What is being asked. Every line that holds the word "into" needs to be copied from the data below.

Exercise materials.
+-------+

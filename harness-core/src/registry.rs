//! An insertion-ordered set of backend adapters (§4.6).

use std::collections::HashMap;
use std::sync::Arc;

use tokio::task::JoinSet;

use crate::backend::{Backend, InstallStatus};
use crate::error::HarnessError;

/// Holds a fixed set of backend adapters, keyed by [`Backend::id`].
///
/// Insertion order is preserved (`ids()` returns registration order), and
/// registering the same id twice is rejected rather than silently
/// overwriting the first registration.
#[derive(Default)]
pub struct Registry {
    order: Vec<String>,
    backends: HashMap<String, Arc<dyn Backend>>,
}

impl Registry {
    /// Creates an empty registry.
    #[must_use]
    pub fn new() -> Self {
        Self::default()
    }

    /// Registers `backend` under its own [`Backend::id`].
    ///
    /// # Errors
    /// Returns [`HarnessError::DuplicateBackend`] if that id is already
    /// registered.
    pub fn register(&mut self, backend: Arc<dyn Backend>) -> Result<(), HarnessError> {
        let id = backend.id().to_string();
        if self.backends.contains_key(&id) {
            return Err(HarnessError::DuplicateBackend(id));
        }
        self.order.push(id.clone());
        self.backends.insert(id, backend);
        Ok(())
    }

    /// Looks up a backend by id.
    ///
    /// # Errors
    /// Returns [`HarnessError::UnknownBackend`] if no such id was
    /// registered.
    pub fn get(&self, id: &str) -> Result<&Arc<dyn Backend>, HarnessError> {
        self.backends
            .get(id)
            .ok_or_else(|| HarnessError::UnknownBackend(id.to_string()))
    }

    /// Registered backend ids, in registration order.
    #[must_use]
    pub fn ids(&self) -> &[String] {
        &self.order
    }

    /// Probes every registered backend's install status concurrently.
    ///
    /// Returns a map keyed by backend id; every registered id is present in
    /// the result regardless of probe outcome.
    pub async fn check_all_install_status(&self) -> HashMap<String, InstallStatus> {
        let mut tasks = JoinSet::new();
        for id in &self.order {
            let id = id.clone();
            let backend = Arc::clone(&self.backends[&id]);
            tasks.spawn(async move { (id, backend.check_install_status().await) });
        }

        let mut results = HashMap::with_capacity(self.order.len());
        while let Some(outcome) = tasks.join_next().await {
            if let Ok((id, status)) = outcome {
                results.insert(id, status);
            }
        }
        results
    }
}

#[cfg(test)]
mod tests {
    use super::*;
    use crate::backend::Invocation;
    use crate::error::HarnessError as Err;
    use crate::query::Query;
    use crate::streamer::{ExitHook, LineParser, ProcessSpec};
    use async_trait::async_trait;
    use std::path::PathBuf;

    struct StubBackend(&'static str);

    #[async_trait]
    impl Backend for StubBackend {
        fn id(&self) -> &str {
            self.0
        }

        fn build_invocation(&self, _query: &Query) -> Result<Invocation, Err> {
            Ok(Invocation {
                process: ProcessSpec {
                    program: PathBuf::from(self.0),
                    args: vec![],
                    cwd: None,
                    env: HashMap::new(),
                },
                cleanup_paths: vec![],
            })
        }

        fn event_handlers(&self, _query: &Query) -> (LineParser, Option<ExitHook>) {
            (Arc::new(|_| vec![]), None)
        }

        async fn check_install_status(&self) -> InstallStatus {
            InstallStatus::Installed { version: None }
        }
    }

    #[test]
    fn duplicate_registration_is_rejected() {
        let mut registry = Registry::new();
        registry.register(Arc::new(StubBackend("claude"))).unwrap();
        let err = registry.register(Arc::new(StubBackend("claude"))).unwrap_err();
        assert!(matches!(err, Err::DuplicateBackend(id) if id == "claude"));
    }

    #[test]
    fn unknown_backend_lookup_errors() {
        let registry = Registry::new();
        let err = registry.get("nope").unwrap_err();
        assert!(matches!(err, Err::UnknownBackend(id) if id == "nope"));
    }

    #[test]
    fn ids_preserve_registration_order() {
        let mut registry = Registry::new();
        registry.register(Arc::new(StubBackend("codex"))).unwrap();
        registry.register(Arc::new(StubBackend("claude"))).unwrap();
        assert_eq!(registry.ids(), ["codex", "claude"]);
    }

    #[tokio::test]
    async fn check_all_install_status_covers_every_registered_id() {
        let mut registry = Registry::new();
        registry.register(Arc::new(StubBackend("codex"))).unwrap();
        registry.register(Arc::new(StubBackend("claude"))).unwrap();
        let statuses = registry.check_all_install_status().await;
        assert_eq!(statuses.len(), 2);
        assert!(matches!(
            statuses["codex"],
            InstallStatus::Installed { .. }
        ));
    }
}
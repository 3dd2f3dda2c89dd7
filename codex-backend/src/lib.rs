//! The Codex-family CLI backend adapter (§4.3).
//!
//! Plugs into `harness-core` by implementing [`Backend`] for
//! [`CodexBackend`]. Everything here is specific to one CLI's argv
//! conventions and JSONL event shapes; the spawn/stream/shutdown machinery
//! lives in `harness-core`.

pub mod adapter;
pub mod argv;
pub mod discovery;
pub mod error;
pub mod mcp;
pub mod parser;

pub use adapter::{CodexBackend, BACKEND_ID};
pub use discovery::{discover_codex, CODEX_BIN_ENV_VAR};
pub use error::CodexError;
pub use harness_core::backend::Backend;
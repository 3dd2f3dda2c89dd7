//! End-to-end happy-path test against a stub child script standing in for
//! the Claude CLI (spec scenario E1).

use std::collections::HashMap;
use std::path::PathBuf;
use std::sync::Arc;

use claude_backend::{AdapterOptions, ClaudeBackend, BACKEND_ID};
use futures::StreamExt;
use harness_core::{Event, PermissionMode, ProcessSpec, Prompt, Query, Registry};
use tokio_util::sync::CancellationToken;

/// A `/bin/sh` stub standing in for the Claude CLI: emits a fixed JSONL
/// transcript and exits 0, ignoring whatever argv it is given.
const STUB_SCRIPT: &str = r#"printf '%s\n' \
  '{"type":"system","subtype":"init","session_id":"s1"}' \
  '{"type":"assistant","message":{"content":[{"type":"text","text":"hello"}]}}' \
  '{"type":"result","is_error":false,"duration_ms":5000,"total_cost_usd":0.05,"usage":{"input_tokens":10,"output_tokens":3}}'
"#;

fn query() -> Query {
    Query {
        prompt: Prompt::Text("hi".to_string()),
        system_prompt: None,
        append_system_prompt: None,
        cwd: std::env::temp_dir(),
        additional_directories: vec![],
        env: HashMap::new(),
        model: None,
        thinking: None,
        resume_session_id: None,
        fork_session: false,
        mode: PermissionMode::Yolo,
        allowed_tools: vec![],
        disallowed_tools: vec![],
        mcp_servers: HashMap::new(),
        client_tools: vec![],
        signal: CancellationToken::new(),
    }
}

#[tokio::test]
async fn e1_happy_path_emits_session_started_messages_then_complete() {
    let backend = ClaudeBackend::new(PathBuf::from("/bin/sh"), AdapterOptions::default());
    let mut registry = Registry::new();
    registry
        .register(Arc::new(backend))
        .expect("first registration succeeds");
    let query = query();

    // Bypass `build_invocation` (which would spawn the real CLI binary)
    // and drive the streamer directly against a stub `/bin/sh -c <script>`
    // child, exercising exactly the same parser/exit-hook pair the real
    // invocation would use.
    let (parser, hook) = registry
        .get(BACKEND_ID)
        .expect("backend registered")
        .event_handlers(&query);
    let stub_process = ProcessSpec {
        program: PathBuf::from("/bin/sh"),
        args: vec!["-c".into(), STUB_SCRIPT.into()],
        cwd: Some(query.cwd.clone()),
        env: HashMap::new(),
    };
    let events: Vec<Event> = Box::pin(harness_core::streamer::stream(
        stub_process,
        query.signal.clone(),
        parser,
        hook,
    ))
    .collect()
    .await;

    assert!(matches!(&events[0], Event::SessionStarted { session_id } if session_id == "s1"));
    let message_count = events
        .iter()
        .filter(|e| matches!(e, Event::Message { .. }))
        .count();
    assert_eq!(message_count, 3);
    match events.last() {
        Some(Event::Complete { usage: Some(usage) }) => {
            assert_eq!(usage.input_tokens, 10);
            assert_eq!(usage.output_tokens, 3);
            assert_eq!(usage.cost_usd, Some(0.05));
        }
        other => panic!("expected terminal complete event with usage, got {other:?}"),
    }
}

+-------+

Answer space.
//! Plugs into `harness-core` by implementing [`Backend`] for
        args: vec!["-c".into(), STUB_SCRIPT.into()],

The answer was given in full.